A number of his composer colleagues, such as Johannes Brahms, Max Bruch, Antonín Dvořák, and Robert Schumann, also composed concerti with Joachim in mind, many of which also became standard numbers. His reactions to some of them, however, were less than luke warm. Despite his close friendship with Brahms, and his countless consultations with the violinist, Joachim only performed the Brahms Concerto (D major, Op. 77) six times in his career. In the mean time, he performed the concerti of Dvořák (a minor, Op. 53) and Schumann (a minor) not at all. The most interesting work written for Joachim was the FAE sonata a collaboration between Schumann, Brahms, and Albert Dietrich. The title was based on Joachim's motto, Frei aber Einsam (free but lonely). Although the sonata is rarely performed in its entirity, the third movement, the Scherzo in c minor, composed by Brahms, is still frequently played to-day. As a conductor, Joachim conducted the English premiere of Brahms' Symphony No. 1
Joachim's activities as a composer are less well known. He has a reputation as a competent though rather characterless composer, and none of his works are regularly performed today. Among his compositions are various works for the violin (including three concertos) and overtures to Shakespeare's Hamlet and Henry IV. He also wrote cadenzas for a number of other composers' concertos (including ones for the Beethoven and Brahms). The only remaining noteworthy composition was his Hungarian concerto No 2 in d minor, Op 11.
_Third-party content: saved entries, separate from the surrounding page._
/// Everything the histograms need to know about an event
#[derive(Clone, Debug, Default, PartialEq)]
pub struct EventView {
    /// Number of reconstructed primary vertices
    pub npv: Float,

    /// Pileup counters, simulation only
    pub pileup: Option<PileupCounts>,

    /// Generator-level content, simulation only
    pub gen: Option<GenView>,

    /// Scalar sum of parton pT, inclusive and HT-binned W samples only
    pub lhe_ht: Option<Float>,

    /// Effective four-momentum of the leading tight muon
    pub leading_muon: Option<Momentum>,

    /// PUPPI MET
    pub puppi_met: MetValues,

    /// Particle-flow MET
    pub pf_met: MetValues,

    /// XY-corrected particle-flow MET as (pt, phi)
    pub pf_met_corr: (Float, Float),

    /// Leading dimuon pair, dimuon channel only
    pub dimuon: Option<DimuonMasses>,
}
//
impl EventView {
    /// Azimuthal difference and transverse mass of the leading muon and a MET
    fn muon_met(&self, (met_pt, met_phi): (Float, Float)) -> Option<(Float, Float)> {
        self.leading_muon.map(|muon| {
            let d_phi = delta_phi(met_phi, muon.phi());
            (d_phi, transverse_mass(muon.pt(), met_pt, d_phi))
        })
    }
}

// ### HISTOGRAM TABLE ###

/// Value extracted from an event, `None` meaning "do not fill"
type Extractor = Arc<dyn Fn(&EventView) -> Option<Float> + Send + Sync>;

/// Description of one analysis histogram
#[derive(Clone)]
pub struct HistogramSpec {
    /// Output name
    pub name: String,

    /// Bins
    pub binning: Binning,

    /// When it is filled
    pub stage: Stage,

    /// What it is filled with
    value: Extractor,
}
//
impl HistogramSpec {
    fn new(
        name: impl Into<String>,
        binning: Binning,
        stage: Stage,
        value: impl Fn(&EventView) -> Option<Float> + Send + Sync + 'static,
    ) -> Self {
        Self {
            name: name.into(),
            binning,
            stage,
            value: Arc::new(value),
        }
    }

    /// Same histogram, filled for selected events only
    fn twin(&self) -> Self {
        Self {
            name: format!("{}_after", self.name),
            stage: Stage::AfterSelection,
            ..self.clone()
        }
    }
}

/// Four-momentum coordinates that get histogrammed
#[derive(Clone, Copy, Debug)]
enum Component {
    Pt,
    Eta,
    Phi,
    Mass,
}
//
impl Component {
    fn suffix(self) -> &'static str {
        match self {
            Component::Pt => "pT",
            Component::Eta => "eta",
            Component::Phi => "phi",
            Component::Mass => "mass",
        }
    }

    fn of(self, p: &Momentum) -> Float {
        match self {
            Component::Pt => p.pt(),
            Component::Eta => p.eta(),
            Component::Phi => p.phi(),
            Component::Mass => p.m(),
        }
    }

    fn binning(self, mass_binning: Binning) -> Binning {
        match self {
            Component::Pt => Binning::Momentum,
            Component::Eta => Binning::Eta,
            Component::Phi => Binning::Phi,
            Component::Mass => mass_binning,
        }
    }
}

/// Histograms of some coordinates of a four-momentum
fn momentum_specs(
    prefix: &str,
    stage: Stage,
    components: &[Component],
    mass_binning: Binning,
    source: fn(&EventView) -> Option<Momentum>,
) -> Vec<HistogramSpec> {
    components
        .iter()
        .map(|&c| {
            HistogramSpec::new(
                format!("{prefix}_{}", c.suffix()),
                c.binning(mass_binning),
                stage,
                move |v: &EventView| source(v).map(|p| c.of(&p)),
            )
        })
        .collect()
}

/// Histograms of (pt, phi[, sumEt]) of a MET
fn met_specs(
    prefix: &str,
    stage: Stage,
    with_sum_et: bool,
    source: fn(&EventView) -> Option<MetValues>,
) -> Vec<HistogramSpec> {
    let mut specs = vec![
        HistogramSpec::new(format!("{prefix}_pT"), Binning::Momentum, stage, move |v| {
            source(v).map(|met| met.pt)
        }),
        HistogramSpec::new(format!("{prefix}_phi"), Binning::Phi, stage, move |v| {
            source(v).map(|met| met.phi)
        }),
    ];
    if with_sum_et {
        specs.push(HistogramSpec::new(
            format!("{prefix}_sumET"),
            Binning::Momentum,
            stage,
            move |v| source(v).map(|met| met.sum_et),
        ));
    }
    specs
}

/// Azimuthal difference and transverse mass of the leading muon with a MET
fn muon_met_specs(
    delta_phi_name: &str,
    mt_name: &str,
    stage: Stage,
    source: fn(&EventView) -> (Float, Float),
) -> Vec<HistogramSpec> {
    vec![
        HistogramSpec::new(delta_phi_name, Binning::Phi, stage, move |v| {
            v.muon_met(source(v)).map(|(d_phi, _)| d_phi)
        }),
        HistogramSpec::new(mt_name, Binning::Momentum, stage, move |v| {
            v.muon_met(source(v)).map(|(_, mt)| mt)
        }),
    ]
}

/// Histograms filled before generator patching
fn pileup_specs() -> Vec<HistogramSpec> {
    use Stage::Pileup;
    vec![
        HistogramSpec::new("hNPV", Binning::Count, Pileup, |v| Some(v.npv)),
        HistogramSpec::new("hNPU", Binning::Count, Pileup, |v| v.pileup.map(|p| p.n_pu)),
        HistogramSpec::new("hNTrueInt", Binning::Count, Pileup, |v| {
            v.pileup.map(|p| p.n_true_int)
        }),
    ]
}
According to the Henley Atlas of Violin Makers, during time he spent in France Joachim performed on a violin made by French luthier Charles Jean Baptiste Collin-Mezin.
Students of Joachim
- Willy Hess (violinist)
- Leopold Auer (violinist) and teacher
- Andreas Moser violinist and assistant to Joachim. Helped recovered original scores of J.S. Bach's Sonate e Partite per violino solo, and other works.